In practice I’m happy with DxO’s processing; more than any other features (which frankly seem to me much-of-a-muchness between DxO and other programs) it’s the lens/body based geometry/vignetting corrections I’d be loathe to forego (so satisfying to repeatedly click the ‘compare’ button to see their effect!). I use the µ4/3 system and I vaguely recall that its, and smaller sensor systems, rely more on software correction than corrections in-lens (so to speak) but I’d trust DxO’s testing of lens/body combinations more than my ability to ‘eyeball it’ by sliding sliders to and fro!
Additionally, I really like the ease and effectiveness of DxO’s
manual corrections for pincushion/barrel/perspective.

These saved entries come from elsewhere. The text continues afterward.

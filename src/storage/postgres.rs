use super::traits::{ReportReader, ReportStore, ReportWriter, StorageError};
use super::with_deadline;
use crate::domain::{DailySummary, GameProfit, Report};
use async_trait::async_trait;
use chrono::{DateTime, Utc};
use std::sync::Arc;
use std::time::Duration;
use tokio_postgres::types::ToSql;
use tokio_postgres::{Client, Config, NoTls, Row};
use tracing::{error, info};

const BACKEND: &str = "postgres";

const CREATE_TABLE_SQL: &str = "
    CREATE TABLE IF NOT EXISTS reports (
        id BIGSERIAL PRIMARY KEY,
        username TEXT NOT NULL,
        username_game TEXT NOT NULL,
        currency TEXT NOT NULL,
        winloss BIGINT NOT NULL,
        bet BIGINT NOT NULL,
        turnover BIGINT NOT NULL,
        payout DOUBLE PRECISION NOT NULL,
        bet_time TIMESTAMPTZ NOT NULL,
        brand_id TEXT NOT NULL,
        brand_name TEXT NOT NULL,
        game_id TEXT NOT NULL,
        game_name TEXT NOT NULL,
        game_type TEXT NOT NULL,
        transaction_id TEXT NOT NULL,
        round_id TEXT NOT NULL
    )";

// One array per column keeps the statement text fixed regardless of batch size.
const INSERT_SQL: &str = "
    INSERT INTO reports (username, username_game, currency, winloss, bet, turnover, payout,
                         bet_time, brand_id, brand_name, game_id, game_name, game_type,
                         transaction_id, round_id)
    SELECT * FROM UNNEST(
        $1::text[], $2::text[], $3::text[], $4::int8[], $5::int8[], $6::int8[], $7::float8[],
        $8::timestamptz[], $9::text[], $10::text[], $11::text[], $12::text[], $13::text[],
        $14::text[], $15::text[]
    )";

const PROFIT_SQL: &str = "
    SELECT game_name, SUM(winloss)::int8 AS total_profit
    FROM reports
    GROUP BY game_name
    ORDER BY total_profit DESC, game_name";

const DAILY_SQL: &str = "
    SELECT TO_CHAR(bet_time AT TIME ZONE 'UTC', 'YYYY-MM-DD') AS day,
           brand_id,
           game_name,
           SUM(bet)::int8,
           SUM(turnover)::int8,
           AVG(payout)::float8,
           COUNT(*),
           SUM(CASE WHEN winloss > 0 THEN winloss ELSE 0 END)::int8
    FROM reports
    GROUP BY day, brand_id, game_name
    ORDER BY day, brand_id, game_name";

/// Column-major view of a batch, bound as one array parameter per column.
#[derive(Debug, Default)]
pub(crate) struct ReportColumns {
    username: Vec<String>,
    username_game: Vec<String>,
    currency: Vec<String>,
    winloss: Vec<i64>,
    bet: Vec<i64>,
    turnover: Vec<i64>,
    payout: Vec<f64>,
    bet_time: Vec<DateTime<Utc>>,
    brand_id: Vec<String>,
    brand_name: Vec<String>,
    game_id: Vec<String>,
    game_name: Vec<String>,
    game_type: Vec<String>,
    transaction_id: Vec<String>,
    round_id: Vec<String>,
}

impl ReportColumns {
    pub(crate) fn from_reports(reports: &[Report]) -> Self {
        let mut columns = ReportColumns::default();
        for r in reports {
            columns.username.push(r.username.clone());
            columns.username_game.push(r.username_game.clone());
            columns.currency.push(r.currency.clone());
            columns.winloss.push(r.winloss);
            columns.bet.push(r.bet);
            columns.turnover.push(r.turnover);
            columns.payout.push(r.payout);
            columns.bet_time.push(r.bet_time);
            columns.brand_id.push(r.brand_id.clone());
            columns.brand_name.push(r.brand_name.clone());
            columns.game_id.push(r.game_id.clone());
            columns.game_name.push(r.game_name.clone());
            columns.game_type.push(r.game_type.clone());
            columns.transaction_id.push(r.transaction_id.clone());
            columns.round_id.push(r.round_id.clone());
        }
        columns
    }

    pub(crate) fn len(&self) -> usize {
        self.username.len()
    }

    fn params(&self) -> [&(dyn ToSql + Sync); 15] {
        [
            &self.username,
            &self.username_game,
            &self.currency,
            &self.winloss,
            &self.bet,
            &self.turnover,
            &self.payout,
            &self.bet_time,
            &self.brand_id,
            &self.brand_name,
            &self.game_id,
            &self.game_name,
            &self.game_type,
            &self.transaction_id,
            &self.round_id,
        ]
    }
}

fn decode_count(row: &Row, idx: usize, column: &str) -> Result<u64, StorageError> {
    let value: i64 = row.try_get(idx)?;
    u64::try_from(value).map_err(|e| StorageError::Conversion {
        column: column.to_string(),
        reason: e.to_string(),
    })
}

/// Relational store backed by PostgreSQL.
///
/// A single pipelined client is shared by every worker.
pub struct PostgresStore {
    client: Arc<Client>,
    write_timeout: Duration,
    read_timeout: Duration,
}

impl PostgresStore {
    pub async fn connect(
        url: &str,
        write_timeout: Duration,
        read_timeout: Duration,
    ) -> Result<Self, StorageError> {
        let mut config = url.parse::<Config>()?;
        if config.get_connect_timeout().is_none() {
            config.connect_timeout(write_timeout);
        }

        let (client, connection) = config.connect(NoTls).await?;
        tokio::spawn(async move {
            if let Err(err) = connection.await {
                error!(%err, "Postgres connection closed with error");
            }
        });

        info!(
            hosts = config.get_hosts().len(),
            dbname = config.get_dbname().unwrap_or(""),
            "Connected to PostgreSQL"
        );

        Ok(Self {
            client: Arc::new(client),
            write_timeout,
            read_timeout,
        })
    }
}

#[async_trait]
impl ReportWriter for PostgresStore {
    fn name(&self) -> &'static str {
        BACKEND
    }

    async fn write_batch(&self, reports: &[Report]) -> Result<(), StorageError> {
        if reports.is_empty() {
            return Ok(());
        }

        let columns = ReportColumns::from_reports(reports);
        with_deadline(BACKEND, self.write_timeout, async {
            self.client.execute(INSERT_SQL, &columns.params()).await?;
            Ok(())
        })
        .await
    }
}

#[async_trait]
impl ReportReader for PostgresStore {
    async fn count(&self) -> Result<u64, StorageError> {
        with_deadline(BACKEND, self.read_timeout, async {
            let row = self.client.query_one("SELECT COUNT(*) FROM reports", &[]).await?;
            decode_count(&row, 0, "count")
        })
        .await
    }

    async fn profit_by_game(&self) -> Result<Vec<GameProfit>, StorageError> {
        with_deadline(BACKEND, self.read_timeout, async {
            let rows = self.client.query(PROFIT_SQL, &[]).await?;
            rows.iter()
                .map(|row| -> Result<GameProfit, StorageError> {
                    Ok(GameProfit {
                        game_name: row.try_get(0)?,
                        total_profit: row.try_get(1)?,
                    })
                })
                .collect()
        })
        .await
    }

    async fn daily_summary(&self) -> Result<Vec<DailySummary>, StorageError> {
        with_deadline(BACKEND, self.read_timeout, async {
            let rows = self.client.query(DAILY_SQL, &[]).await?;
            rows.iter()
                .map(|row| -> Result<DailySummary, StorageError> {
                    Ok(DailySummary {
                        date: row.try_get(0)?,
                        brand_id: row.try_get(1)?,
                        game_name: row.try_get(2)?,
                        total_bet: row.try_get(3)?,
                        total_turnover: row.try_get(4)?,
                        average_payout: row.try_get(5)?,
                        total_count: decode_count(row, 6, "total_count")?,
                        positive_win: row.try_get(7)?,
                    })
                })
                .collect()
        })
        .await
    }

    async fn clear(&self) -> Result<(), StorageError> {
        with_deadline(BACKEND, self.write_timeout, async {
            self.client.batch_execute("TRUNCATE TABLE reports").await?;
            Ok(())
        })
        .await
    }
}

#[async_trait]
impl ReportStore for PostgresStore {
    async fn init_schema(&self) -> Result<(), StorageError> {
        with_deadline(BACKEND, self.write_timeout, async {
            self.client.batch_execute(CREATE_TABLE_SQL).await?;
            Ok(())
        })
        .await
    }
}
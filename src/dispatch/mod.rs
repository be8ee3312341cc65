pub mod engine;
pub mod partition;
pub mod progress;
pub mod writer;

pub use engine::{dispatch, BatchAction, Dispatcher, WorkerState};
pub use partition::{partition, partition_from, Batch};
pub use progress::Progress;
pub use writer::{BackendOutcome, BackendWriteStats, FailedBatch, MultiBackendWrite, WriteStats};
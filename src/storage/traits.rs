use crate::domain::{DailySummary, GameProfit, Report};
use async_trait::async_trait;
use std::time::Duration;

/// Write side of a backend, used by dispatch workers.
///
/// Must tolerate concurrent calls from many workers; each call carries its
/// own deadline so a hung backend cannot hold a worker forever.
#[async_trait]
pub trait ReportWriter: Send + Sync {
    fn name(&self) -> &'static str;

    async fn write_batch(&self, reports: &[Report]) -> Result<(), StorageError>;
}

/// Read side of a backend, used only after dispatch.
#[async_trait]
pub trait ReportReader: Send + Sync {
    async fn count(&self) -> Result<u64, StorageError>;

    /// `SUM(winloss)` per game, largest first.
    async fn profit_by_game(&self) -> Result<Vec<GameProfit>, StorageError>;

    /// Totals per (day, brand, game), ordered by those keys.
    async fn daily_summary(&self) -> Result<Vec<DailySummary>, StorageError>;

    /// Remove every stored report.
    async fn clear(&self) -> Result<(), StorageError>;
}

#[async_trait]
pub trait ReportStore: ReportWriter + ReportReader {
    async fn init_schema(&self) -> Result<(), StorageError>;
}

#[derive(Debug, thiserror::Error)]
pub enum StorageError {
    #[error("postgres error: {0}")]
    Postgres(#[from] tokio_postgres::Error),

    #[error("mongodb error: {0}")]
    Mongo(#[from] mongodb::error::Error),

    #[error("duckdb error: {0}")]
    DuckDb(#[from] duckdb::Error),

    #[error("{backend} did not respond within {after:?}")]
    Timeout {
        backend: &'static str,
        after: Duration,
    },

    #[error("task join error: {0}")]
    Join(#[from] tokio::task::JoinError),

    #[error("connection lock poisoned")]
    Poisoned,

    #[error("invalid value in column '{column}': {reason}")]
    Conversion { column: String, reason: String },

    #[error("invalid connection settings: {0}")]
    Settings(String),
}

Though I know many like it, I’m less interested in DxO’s HQ/Prime de-noising/sharpening and prefer (recently updated) NeatImage. I’ve always liked the system of printing its standard test chart on your own printer, photographing it at various ISOs which are then fed back into the program, thus creating your own profile incorporating any peculiarities of you own sensor/lens/etc. I use both standalone and plug-in version for PShop.
My Photoshop is CS5.1 (gasp!) still running happily on El Cap 10.11.6. I’ve got Sierra Beta running on an external HD which initially appeared to finally end the functionality of my PShop – until I set it to 32bit and it’s now functional again (huh?!).
Nonetheless, it encouraged me to get Affinity Photo: since I only really use PShop as a host for NeatImage + a few final exposure tweaks/resizing, I figured Affinity would provide that function in future.
Similarly, I bought Affinity Designer for when my Illustrator CS3 refuses to work with a future OS.
I’m impressed with Affinity’s attitude (esp. regarding non-sub model) and attentiveness on their forums. So… I’m hoping that when Affinity produce their DAM, by then I’ll be used to their ecosystem.
So… short version: [Affinity DAM] > DxO > Aff Photo+NeatImage (+ any other plug-ins)
as a final p.s… I'd even looked at Hasselblad's free Phocus – as usual needs an email registration (
http://www.hasselblad.com/support/manuals/software-current). It uses Mac OS RAW conversion/built-in support for other brands and, sadly, (from the manual) "In practice this means you should expect the following tools to be inac- tive: Highlight recovery, Shadow ll, Clarity, Lens corrections, Noise reduction and Scene calibration."
I do sometimes wonder, for those who need a bit more than Photos it might be a pretty powerful improvement?